Characteristics of a terrestrial ecosystem

Terrestrial ecosystem
Life on earth has a greater presence of light and the cleanliness of the environment.

Water is a factor of capital importance for life in terrestrial ecosystems, since they only receive it from part of the rain, which in some environments can be very scarce.

However, life on earth has other advantages such as greater presence of light and cleanliness of the environment, as well as huge platforms on which plant life grows up to the heights and a great climatic and topographic diversity.

At the same time, in terrestrial ecosystems wind is the main agent of erosion, as well as the transport of certain species, and in them plant life coexists with animal, fungal, microbiological and amphibian life. In rainforests, for example, biodiversity reaches some of its greatest known limits.

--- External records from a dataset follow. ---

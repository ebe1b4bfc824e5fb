//! Identifier helpers: slugs, digests and name-based UUIDs.

use sha2::{Digest, Sha256};
use uuid::Uuid;

/// Lowercases `input` and collapses every run of non-alphanumerics into `-`.
///
/// Returns `"unnamed"` when nothing survives.
#[must_use]
pub fn slugify(input: &str) -> String {
    let mut slug = String::with_capacity(input.len());
    for c in input.to_lowercase().chars() {
        if c.is_ascii_alphanumeric() {
            slug.push(c);
        } else if !slug.is_empty() && !slug.ends_with('-') {
            slug.push('-');
        }
    }
    while slug.ends_with('-') {
        slug.pop();
    }
    if slug.is_empty() {
        "unnamed".to_string()
    } else {
        slug
    }
}

/// Hex encoding of the first 16 bytes of SHA-256 over `input`.
#[must_use]
pub fn short_digest(input: &str) -> String {
    let mut hasher = Sha256::new();
    hasher.update(input.as_bytes());
    let result = hasher.finalize();
    hex::encode(&result[..16])
}

/// Name-based (v5) UUID, stable for the same input.
#[must_use]
pub fn name_uuid(name: &str) -> Uuid {
    Uuid::new_v5(&Uuid::NAMESPACE_URL, name.as_bytes())
}
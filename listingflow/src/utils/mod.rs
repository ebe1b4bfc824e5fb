//! Utility functions for timestamps and identifiers.

mod ids;
pub mod timestamps;
pub mod urls;

pub use ids::{name_uuid, short_digest, slugify};
pub use timestamps::{format_iso, iso_timestamp, run_stamp, Timestamp};
pub use urls::{host_of, normalize_url};
//! Event sink trait and implementations.

use serde::{Deserialize, Serialize};
use tracing::{debug, info, warn, Level};

/// A lifecycle event emitted by the orchestrator.
#[derive(Debug, Clone, PartialEq, Serialize, Deserialize)]
pub struct RunEvent {
    /// Event type (e.g., "step.completed").
    #[serde(rename = "type")]
    pub event_type: String,
    /// Run the event belongs to.
    pub run_id: String,
    /// Step the event concerns, if any.
    #[serde(default, skip_serializing_if = "Option::is_none")]
    pub step_id: Option<String>,
    /// Ordinal of that step.
    #[serde(default, skip_serializing_if = "Option::is_none")]
    pub ordinal: Option<usize>,
    /// When the event occurred (ISO 8601).
    pub timestamp: String,
    /// Event payload.
    #[serde(default)]
    pub data: serde_json::Value,
}

impl RunEvent {
    /// Creates a run-level event.
    #[must_use]
    pub fn new(event_type: impl Into<String>, run_id: impl Into<String>) -> Self {
        Self {
            event_type: event_type.into(),
            run_id: run_id.into(),
            step_id: None,
            ordinal: None,
            timestamp: crate::utils::iso_timestamp(),
            data: serde_json::Value::Null,
        }
    }

    /// Attributes the event to a step.
    #[must_use]
    pub fn for_step(mut self, step_id: impl Into<String>, ordinal: usize) -> Self {
        self.step_id = Some(step_id.into());
        self.ordinal = Some(ordinal);
        self
    }

    /// Sets the payload.
    #[must_use]
    pub fn with_data(mut self, data: serde_json::Value) -> Self {
        self.data = data;
        self
    }

    /// Returns true for failure events.
    #[must_use]
    pub fn is_failure(&self) -> bool {
        self.event_type.ends_with(".failed") || self.event_type.ends_with(".aborted")
    }
}

/// Receives run and step lifecycle events.
///
/// Emission must never fail the run: implementations swallow their own errors.
pub trait EventSink: Send + Sync {
    /// Emits one event.
    fn emit(&self, event: &RunEvent);
}

/// A no-op event sink that discards all events.
#[derive(Debug, Clone, Copy, Default)]
pub struct NoOpEventSink;

impl EventSink for NoOpEventSink {
    fn emit(&self, _event: &RunEvent) {}
}

/// An event sink that mirrors events into `tracing`.
#[derive(Debug, Clone)]
pub struct LoggingEventSink {
    level: Level,
}

impl Default for LoggingEventSink {
    fn default() -> Self {
        Self { level: Level::INFO }
    }
}

impl LoggingEventSink {
    /// Creates a new logging event sink with the specified level.
    #[must_use]
    pub const fn new(level: Level) -> Self {
        Self { level }
    }

    /// Creates a debug-level logging sink.
    #[must_use]
    pub const fn debug() -> Self {
        Self::new(Level::DEBUG)
    }
}

impl EventSink for LoggingEventSink {
    fn emit(&self, event: &RunEvent) {
        let step = event.step_id.as_deref().unwrap_or("-");
        if event.is_failure() {
            warn!(
                event_type = %event.event_type,
                run_id = %event.run_id,
                step = %step,
                data = %event.data,
                "Event: {}", event.event_type
            );
        } else if self.level == Level::DEBUG {
            debug!(
                event_type = %event.event_type,
                run_id = %event.run_id,
                step = %step,
                data = %event.data,
                "Event: {}", event.event_type
            );
        } else {
            info!(
                event_type = %event.event_type,
                run_id = %event.run_id,
                step = %step,
                "Event: {}", event.event_type
            );
        }
    }
}

/// A collecting event sink for tests and dry runs.
#[derive(Debug, Default)]
pub struct CollectingEventSink {
    events: parking_lot::RwLock<Vec<RunEvent>>,
}

impl CollectingEventSink {
    /// Creates a new collecting sink.
    #[must_use]
    pub fn new() -> Self {
        Self::default()
    }

    /// Returns all collected events.
    #[must_use]
    pub fn events(&self) -> Vec<RunEvent> {
        self.events.read().clone()
    }

    /// Returns the collected event types, in order.
    #[must_use]
    pub fn event_types(&self) -> Vec<String> {
        self.events
            .read()
            .iter()
            .map(|e| e.event_type.clone())
            .collect()
    }

    /// Returns events matching a type prefix.
    #[must_use]
    pub fn events_of_type(&self, type_prefix: &str) -> Vec<RunEvent> {
        self.events
            .read()
            .iter()
            .filter(|e| e.event_type.starts_with(type_prefix))
            .cloned()
            .collect()
    }

    /// Returns the number of collected events.
    #[must_use]
    pub fn len(&self) -> usize {
        self.events.read().len()
    }

    /// Returns true if no events have been collected.
    #[must_use]
    pub fn is_empty(&self) -> bool {
        self.events.read().is_empty()
    }
}

impl EventSink for CollectingEventSink {
    fn emit(&self, event: &RunEvent) {
        self.events.write().push(event.clone());
    }
}

#[cfg(test)]
mod tests {
    use super::*;

    #[test]
    fn test_noop_and_logging_sinks_do_not_panic() {
        let event = RunEvent::new("run.started", "r1");
        NoOpEventSink.emit(&event);
        LoggingEventSink::default().emit(&event);
        LoggingEventSink::debug().emit(&event.clone().for_step("discovery", 1));
        LoggingEventSink::default().emit(&RunEvent::new("run.aborted", "r1"));
    }

    #[test]
    fn test_collecting_sink() {
        let sink = CollectingEventSink::new();
        assert!(sink.is_empty());

        sink.emit(&RunEvent::new("run.started", "r1"));
        sink.emit(
            &RunEvent::new("step.completed", "r1")
                .for_step("discovery", 1)
                .with_data(serde_json::json!({"records": 3})),
        );

        assert_eq!(sink.len(), 2);
        assert_eq!(sink.event_types(), vec!["run.started", "step.completed"]);
        let steps = sink.events_of_type("step.");
        assert_eq!(steps[0].step_id.as_deref(), Some("discovery"));
        assert_eq!(steps[0].data["records"], 3);
    }

    #[test]
    fn test_failure_detection() {
        assert!(RunEvent::new("step.failed", "r").is_failure());
        assert!(RunEvent::new("run.aborted", "r").is_failure());
        assert!(!RunEvent::new("step.skipped", "r").is_failure());
    }

    #[test]
    fn test_event_serialization_omits_missing_step() {
        let json = serde_json::to_value(RunEvent::new("run.started", "r1")).unwrap();
        assert_eq!(json["type"], "run.started");
        assert!(json.get("step_id").is_none());
    }
}
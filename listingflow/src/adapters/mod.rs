//! Interfaces to external collaborators.
//!
//! The core never talks to a provider directly. Discovery sources, page
//! fetchers, keyword expanders and classification models are consumed through
//! the traits below and shared read-only through the run context.
//!
//! Provider-neutral implementations live alongside:
//! - [`ManualUrlSource`] and [`UrlListSource`] for offline discovery
//! - [`ProbabilityThresholdModel`] for thresholding a provider probability
//! - `HttpPageFetcher` and `HttpModelEndpoint` behind the `http` feature

#[cfg(feature = "http")]
mod http;
mod manual;
pub mod retry;
mod threshold;

#[cfg(feature = "http")]
pub use http::{HttpConfig, HttpModelEndpoint, HttpPageFetcher};
pub use manual::{ManualUrlSource, UrlListSource};
pub use threshold::ProbabilityThresholdModel;

use async_trait::async_trait;
use serde::{Deserialize, Serialize};
use serde_json::Value;
use std::collections::BTreeMap;

use crate::context::SearchTarget;
use crate::core::Record;
use crate::errors::SourceError;

/// Structured fields returned by an extraction adapter.
pub type StructuredFields = BTreeMap<String, Value>;

/// A query handed to discovery sources.
#[derive(Debug, Clone, PartialEq, Eq)]
pub struct SearchQuery {
    /// What to search for.
    pub target: SearchTarget,
    /// Country scope of the run, lowercase ISO code.
    pub country: Option<String>,
}

impl SearchQuery {
    /// Creates a query for `target`.
    #[must_use]
    pub const fn new(target: SearchTarget) -> Self {
        Self {
            target,
            country: None,
        }
    }

    /// Sets the country scope.
    #[must_use]
    pub fn with_country(mut self, country: Option<String>) -> Self {
        self.country = country;
        self
    }
}

/// A listing as reported by a discovery source, before it becomes a record.
#[derive(Debug, Clone, PartialEq, Serialize, Deserialize)]
pub struct RawListing {
    /// URL of the listing.
    pub url: String,
    /// Provider-specific fields, kept verbatim.
    #[serde(default)]
    pub fields: StructuredFields,
}

impl RawListing {
    /// Creates a listing with no extra fields.
    #[must_use]
    pub fn new(url: impl Into<String>) -> Self {
        Self {
            url: url.into(),
            fields: BTreeMap::new(),
        }
    }

    /// Adds a provider field.
    #[must_use]
    pub fn with_field(mut self, key: impl Into<String>, value: Value) -> Self {
        self.fields.insert(key.into(), value);
        self
    }
}

/// A model answer for one record.
#[derive(Debug, Clone, PartialEq, Serialize, Deserialize)]
pub struct Prediction {
    /// Predicted label.
    pub label: String,
    /// Confidence or probability for the label.
    pub score: f64,
    /// Version of the model that answered.
    pub model_version: String,
}

impl Prediction {
    /// Creates a prediction.
    #[must_use]
    pub fn new(label: impl Into<String>, score: f64, model_version: impl Into<String>) -> Self {
        Self {
            label: label.into(),
            score,
            model_version: model_version.into(),
        }
    }
}

/// A related search term and its volume.
#[derive(Debug, Clone, PartialEq, Serialize, Deserialize)]
pub struct ExpandedTerm {
    /// The term.
    pub term: String,
    /// Estimated monthly search volume.
    pub volume: u64,
}

/// Finds listings for a search target.
#[async_trait]
pub trait DiscoverySource: Send + Sync {
    /// Name recorded as each record's source.
    fn name(&self) -> &str;

    /// Whether this source can handle `target` at all.
    fn supports(&self, target: &SearchTarget) -> bool;

    /// Returns at most `max_results` listings.
    async fn search(
        &self,
        query: &SearchQuery,
        max_results: usize,
    ) -> Result<Vec<RawListing>, SourceError>;
}

/// Fetches structured fields for a listing URL.
#[cfg_attr(test, mockall::automock)]
#[async_trait]
pub trait PageFetcher: Send + Sync {
    /// Returns the structured fields of the page at `url`.
    async fn fetch(&self, url: &str) -> Result<StructuredFields, SourceError>;
}

/// A black-box classifier: record in, label and score out.
#[async_trait]
pub trait ClassificationModel: Send + Sync {
    /// Predicts a label for `record`.
    async fn predict(&self, record: &Record) -> Result<Prediction, SourceError>;
}

/// Suggests related search terms for query expansion.
#[async_trait]
pub trait KeywordExpander: Send + Sync {
    /// Returns up to `limit` related terms for `term`.
    async fn expand(&self, term: &str, limit: usize) -> Result<Vec<ExpandedTerm>, SourceError>;
}
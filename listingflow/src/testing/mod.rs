//! Testing utilities for listingflow pipelines.
//!
//! This module provides:
//! - Scripted discovery sources, fetchers, expanders and models
//! - Fixtures for records, run contexts and registries

mod fixtures;
mod mocks;

pub use fixtures::{discovered, keyword_run, product_page, registry_with, scoped};
pub use mocks::{listing, FailingSource, ScriptedModel, StaticExpander, StaticFetcher, StaticSource};
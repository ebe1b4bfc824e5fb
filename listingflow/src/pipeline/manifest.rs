//! Run-level state persisted next to the artifacts.

use serde::{Deserialize, Serialize};
use std::fmt;

use crate::context::{RunContext, RunEntry, SearchTarget};
use crate::core::RunState;
use crate::errors::ListingflowError;
use crate::utils::format_iso;

/// Which part of the pipeline a run executes.
#[derive(Debug, Clone, PartialEq, Eq, Serialize, Deserialize)]
#[serde(tag = "mode", rename_all = "snake_case")]
pub enum RunMode {
    /// One step.
    SingleStep {
        /// The step to run.
        step_id: String,
    },
    /// The leading extractor and enricher steps.
    Extraction,
    /// Every step.
    Full,
}

impl RunMode {
    /// Single-step mode for `step_id`.
    #[must_use]
    pub fn single(step_id: impl Into<String>) -> Self {
        Self::SingleStep {
            step_id: step_id.into(),
        }
    }
}

impl fmt::Display for RunMode {
    fn fmt(&self, f: &mut fmt::Formatter<'_>) -> fmt::Result {
        match self {
            Self::SingleStep { step_id } => write!(f, "step:{step_id}"),
            Self::Extraction => write!(f, "extraction"),
            Self::Full => write!(f, "full"),
        }
    }
}

/// An earlier artifact used as the input of the first planned step.
#[derive(Debug, Clone, PartialEq, Eq, Serialize, Deserialize)]
pub struct RestartPoint {
    /// Run holding the artifact.
    pub run_id: String,
    /// Step that produced it.
    pub step_id: String,
}

impl RestartPoint {
    /// Creates a restart point.
    #[must_use]
    pub fn new(run_id: impl Into<String>, step_id: impl Into<String>) -> Self {
        Self {
            run_id: run_id.into(),
            step_id: step_id.into(),
        }
    }
}

impl fmt::Display for RestartPoint {
    fn fmt(&self, f: &mut fmt::Formatter<'_>) -> fmt::Result {
        write!(f, "{}/{}", self.run_id, self.step_id)
    }
}

/// Why a run aborted.
#[derive(Debug, Clone, PartialEq, Eq, Serialize, Deserialize)]
pub struct FailureRecord {
    /// Failing step, when the failure is attributable to one.
    pub step_id: Option<String>,
    /// Stable error code.
    pub code: String,
    /// Human-readable message.
    pub message: String,
}

impl FailureRecord {
    /// Captures `error`, attributing it to `step_id` when the error names none.
    #[must_use]
    pub fn from_error(error: &ListingflowError, step_id: Option<&str>) -> Self {
        Self {
            step_id: error.step_id().or(step_id).map(str::to_string),
            code: error.code().to_string(),
            message: error.to_string(),
        }
    }

    /// Blames the failure on `step_id`, whatever the error named.
    #[must_use]
    pub fn attributed_to(mut self, step_id: &str) -> Self {
        self.step_id = Some(step_id.to_string());
        self
    }
}

/// The persisted state of a run (`run.json`).
#[derive(Debug, Clone, PartialEq, Serialize, Deserialize)]
pub struct RunManifest {
    /// Run id.
    pub run_id: String,
    /// Correlation id derived from the run id.
    pub uuid: String,
    /// What was searched.
    pub search: SearchTarget,
    /// Acting user.
    pub user: String,
    /// Country scope.
    pub country: Option<String>,
    /// Organization scope.
    pub organization: Option<String>,
    /// Requested step range.
    pub mode: RunMode,
    /// Lifecycle state.
    pub state: RunState,
    /// Run start (ISO 8601).
    pub started_at: String,
    /// Set once the run is terminal.
    #[serde(default)]
    pub finished_at: Option<String>,
    /// Artifact the run resumed from.
    #[serde(default)]
    pub restart_from: Option<RestartPoint>,
    /// One entry per persisted step.
    #[serde(default)]
    pub entries: Vec<RunEntry>,
    /// Set when the run aborted.
    #[serde(default)]
    pub failure: Option<FailureRecord>,
}

impl RunManifest {
    /// A pending manifest for `ctx`.
    #[must_use]
    pub fn for_run(ctx: &RunContext, mode: RunMode, restart_from: Option<RestartPoint>) -> Self {
        Self {
            run_id: ctx.run_id().to_string(),
            uuid: ctx.run_id().uuid().to_string(),
            search: ctx.target().clone(),
            user: ctx.user().to_string(),
            country: ctx.country().map(str::to_string),
            organization: ctx.organization().map(str::to_string),
            mode,
            state: RunState::Pending,
            started_at: format_iso(ctx.started_at()),
            finished_at: None,
            restart_from,
            entries: Vec::new(),
            failure: None,
        }
    }

    /// Entry for `step_id`.
    #[must_use]
    pub fn entry(&self, step_id: &str) -> Option<&RunEntry> {
        self.entries.iter().find(|e| e.step_id == step_id)
    }
}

Types of terrestrial ecosystems

Terrestrial ecosystems are abundant and can be classified according to their climatic characteristics and the abiotic factors present in them:

  • Aggregates. Those with low incidence of precipitation and therefore enormous drought, with high temperatures during the day and low at night (or low and lower still, such as the Antarctic polar desert) and difficult conditions for life. There is usually little vegetation and life very specialized to the conditions.
  • Prairies. Ecosystems of low vegetation and generally in plains, flooded or not during the rainy season, in which animal life abounds and there is usually great climatic variation during the seasons.
  • Jungle. They generally have large accumulations of dense vegetation, of great size, with very low understory and enormous accumulations of organic matter. They are hotbeds of life, with thousands of species of all kinds and hot and humid climatic cycles, common in the equator.
  • Mountainous Usually mixed, combining other ecosystems but tending towards the arid as one ascends in the mountain, given the drop in oxygen and temperatures.

Examples of terrestrial ecosystem

Terrestrial ecosystem
Deserts currently occupy a third of planet Earth in total.

Some terrestrial ecosystems are:

  • Hot deserts. The arid ecosystems par excellence, with xerophytic vegetation adapted to extreme daytime heat and very little precipitation, but with a very particular fauna that takes refuge from the heat as best it can. They currently occupy a third of planet Earth in total.
  • Humid tropical jungle. Located in the equatorial regions of America and Africa, they are huge agglomerations of plant and animal life, in closed habitats and abundant rainfall. They usually occur in hot regions, without seasons beyond a dry season and a rainy season. They are the most biodiverse regions on the planet.
  • Grasslands Also called grasslands or meadows, they are ecosystems in which herbaceous vegetation predominates, that is, low-lying grasses. They tend to occur in places with low rainfall and temperate temperatures, with intense summers and cold winters.
  • Taiga. Also called boreal forest or coniferous forest, these are large closed formations of tall vegetation, considered the largest forest mass on the planet. They are located in the cold areas of northern Russia and Siberia, northern Canada and Europe, and have temperatures of 19 ° C in summer and -30 ° C in winter, that is, a huge thermal variation. Its fauna is composed of small mammals and land and air predators, mainly.